//! Lightweight Ollama service for text generation, embeddings and model listing.
//!
//! Thin client for the local Ollama API:
//! - `POST {endpoint}/api/generate` (synchronous text generation, `stream=false`)
//! - `POST {endpoint}/api/embed`    (batch embeddings)
//! - `GET  {endpoint}/api/tags`     (installed models)
//!
//! Local calls are made once; there is no rate limiting or retry for Ollama.
//!
//! # Examples
//!
//! ```no_run
//! use ai_llm_service::config::{llm_model_config::LlmModelConfig, llm_provider::LlmProvider};
//! use ai_llm_service::backend::GenerateOptions;
//! use ai_llm_service::services::ollama_service::OllamaService;
//!
//! # #[tokio::main]
//! # async fn main() -> Result<(), Box<dyn std::error::Error>> {
//! let cfg = LlmModelConfig {
//!     provider: LlmProvider::Ollama,
//!     model: "llama3".into(),
//!     endpoint: "http://localhost:11434".into(),
//!     api_key: None,
//!     max_tokens: Some(256),
//!     temperature: Some(0.7),
//!     top_p: Some(0.9),
//!     timeout_secs: Some(30),
//! };
//!
//! let svc = OllamaService::new(cfg)?;
//! let text = svc.generate("Write a haiku about Rust.", &GenerateOptions::default()).await?;
//! println!("Generated:\n{}", text);
//! # Ok(()) }
//! ```

use std::time::Duration;

use serde::{Deserialize, Serialize};
use tracing::{debug, instrument};

use crate::{
    backend::{BoxFuture, GenerateOptions, LlmBackend},
    config::{llm_model_config::LlmModelConfig, llm_provider::LlmProvider},
    error_handler::{
        AiLlmError, ConfigError, ProviderError, ProviderErrorKind, Result, classify_status,
        transport_error,
    },
};

const PROVIDER: LlmProvider = LlmProvider::Ollama;

/// Thin client for Ollama.
///
/// Initialized with a full [`LlmModelConfig`]. Reuses an HTTP client with
/// a configurable timeout.
pub struct OllamaService {
    client: reqwest::Client,
    cfg: LlmModelConfig,
    url_generate: String,
    url_embed: String,
    url_tags: String,
}

impl OllamaService {
    /// Creates a new [`OllamaService`] from the given config.
    ///
    /// # Errors
    /// - [`ProviderErrorKind::InvalidProvider`] if `cfg.provider` is not `Ollama`
    /// - [`ConfigError::EmptyModel`] if no model name is set
    /// - [`ProviderErrorKind::InvalidEndpoint`] if `cfg.endpoint` is invalid
    /// - [`AiLlmError::HttpTransport`] if the HTTP client cannot be built
    pub fn new(cfg: LlmModelConfig) -> Result<Self> {
        if cfg.provider != PROVIDER {
            return Err(ProviderError::new(PROVIDER, ProviderErrorKind::InvalidProvider).into());
        }
        if cfg.model.trim().is_empty() {
            return Err(ConfigError::EmptyModel.into());
        }

        let endpoint = cfg.endpoint.trim();
        if !(endpoint.starts_with("http://") || endpoint.starts_with("https://")) {
            return Err(ProviderError::new(
                PROVIDER,
                ProviderErrorKind::InvalidEndpoint(cfg.endpoint.clone()),
            )
            .into());
        }

        let timeout = cfg
            .timeout_secs
            .map(Duration::from_secs)
            .unwrap_or_else(|| Duration::from_secs(60));

        let client = reqwest::Client::builder()
            .timeout(timeout)
            .gzip(true)
            .brotli(true)
            .deflate(true)
            .build()?;

        let base = cfg.base_url();
        Ok(Self {
            url_generate: format!("{base}/api/generate"),
            url_embed: format!("{base}/api/embed"),
            url_tags: format!("{base}/api/tags"),
            client,
            cfg,
        })
    }

    pub fn config(&self) -> &LlmModelConfig {
        &self.cfg
    }

    /// Performs a non-streaming generation request via `/api/generate`.
    ///
    /// Per-call options override the config: `num_predict` comes from
    /// `opts.max_tokens` or `cfg.max_tokens`, `temperature` likewise.
    #[instrument(skip_all, fields(model = %self.cfg.model, prompt_chars = prompt.len()))]
    pub async fn generate(&self, prompt: &str, opts: &GenerateOptions) -> Result<String> {
        let body = GenerateRequest::new(&self.cfg, prompt, opts);

        debug!("POST {}", self.url_generate);
        let resp = self
            .client
            .post(&self.url_generate)
            .json(&body)
            .send()
            .await
            .map_err(|e| transport_error(PROVIDER, e))?;

        let status = resp.status();
        if !status.is_success() {
            let text = resp.text().await.unwrap_or_default();
            return Err(classify_status(PROVIDER, status, &self.url_generate, &text, None).into());
        }

        let out: GenerateResponse = resp.json().await.map_err(|e| {
            ProviderError::new(
                PROVIDER,
                ProviderErrorKind::Decode(format!("{e}; ensure `stream=false` is used")),
            )
        })?;

        if out.response.trim().is_empty() {
            return Err(ProviderError::new(PROVIDER, ProviderErrorKind::EmptyResponse).into());
        }
        Ok(out.response)
    }

    /// Embeds a batch of texts via `/api/embed`, one vector per input.
    #[instrument(skip_all, fields(model = %self.cfg.model, n = inputs.len()))]
    pub async fn embed_batch(&self, inputs: &[String]) -> Result<Vec<Vec<f32>>> {
        if inputs.is_empty() {
            return Ok(Vec::new());
        }
        let body = EmbedRequest {
            model: &self.cfg.model,
            input: inputs,
        };

        debug!("POST {}", self.url_embed);
        let resp = self
            .client
            .post(&self.url_embed)
            .json(&body)
            .send()
            .await
            .map_err(|e| transport_error(PROVIDER, e))?;

        let status = resp.status();
        if !status.is_success() {
            let text = resp.text().await.unwrap_or_default();
            return Err(classify_status(PROVIDER, status, &self.url_embed, &text, None).into());
        }

        let out: EmbedResponse = resp.json().await.map_err(|e| {
            ProviderError::new(
                PROVIDER,
                ProviderErrorKind::Decode(format!("{e}; expected `{{ embeddings: number[][] }}`")),
            )
        })?;

        if out.embeddings.len() != inputs.len() {
            return Err(ProviderError::new(
                PROVIDER,
                ProviderErrorKind::Decode(format!(
                    "expected {} embeddings, got {}",
                    inputs.len(),
                    out.embeddings.len()
                )),
            )
            .into());
        }
        Ok(out.embeddings)
    }

    /// Names of the models installed on this Ollama instance.
    #[instrument(skip_all)]
    pub async fn list_models(&self) -> Result<Vec<String>> {
        debug!("GET {}", self.url_tags);
        let resp = self
            .client
            .get(&self.url_tags)
            .send()
            .await
            .map_err(|e| transport_error(PROVIDER, e))?;

        let status = resp.status();
        if !status.is_success() {
            let text = resp.text().await.unwrap_or_default();
            return Err(classify_status(PROVIDER, status, &self.url_tags, &text, None).into());
        }

        let tags: TagsResponse = resp
            .json()
            .await
            .map_err(|e| ProviderError::new(PROVIDER, ProviderErrorKind::Decode(e.to_string())))?;
        Ok(tags.models.into_iter().map(|m| m.name).collect())
    }
}

impl LlmBackend for OllamaService {
    fn kind(&self) -> LlmProvider {
        PROVIDER
    }

    fn model(&self) -> &str {
        &self.cfg.model
    }

    fn generate<'a>(
        &'a self,
        prompt: &'a str,
        opts: &'a GenerateOptions,
    ) -> BoxFuture<'a, std::result::Result<String, AiLlmError>> {
        Box::pin(OllamaService::generate(self, prompt, opts))
    }
}

/* ==========================
HTTP payloads & options
========================== */

/// Request body for `/api/generate` (non-streaming).
#[derive(Debug, Serialize)]
struct GenerateRequest<'a> {
    model: &'a str,
    prompt: &'a str,
    stream: bool,
    #[serde(skip_serializing_if = "Option::is_none")]
    system: Option<&'a str>,
    options: OllamaOptions,
}

impl<'a> GenerateRequest<'a> {
    fn new(cfg: &'a LlmModelConfig, prompt: &'a str, opts: &'a GenerateOptions) -> Self {
        Self {
            model: &cfg.model,
            prompt,
            stream: false,
            system: opts.system.as_deref(),
            options: OllamaOptions {
                temperature: opts.temperature.or(cfg.temperature),
                top_p: cfg.top_p,
                num_predict: opts.max_tokens.or(cfg.max_tokens),
            },
        }
    }
}

/// Subset of Ollama `options`.
#[derive(Debug, Default, Serialize)]
struct OllamaOptions {
    #[serde(skip_serializing_if = "Option::is_none")]
    temperature: Option<f32>,
    #[serde(skip_serializing_if = "Option::is_none")]
    top_p: Option<f32>,
    #[serde(skip_serializing_if = "Option::is_none")]
    num_predict: Option<u32>,
}

#[derive(Debug, Deserialize)]
struct GenerateResponse {
    response: String,
}

#[derive(Debug, Serialize)]
struct EmbedRequest<'a> {
    model: &'a str,
    input: &'a [String],
}

#[derive(Debug, Deserialize)]
struct EmbedResponse {
    embeddings: Vec<Vec<f32>>,
}

#[derive(Debug, Deserialize)]
struct TagsResponse {
    #[serde(default)]
    models: Vec<TagModel>,
}

#[derive(Debug, Deserialize)]
struct TagModel {
    name: String,
}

• _WORK ORDER_:
Indicate how many lines in the records above contain the word "TagModel", giving only the number.

• _ANSWER TO THIS EXERCISE_:
2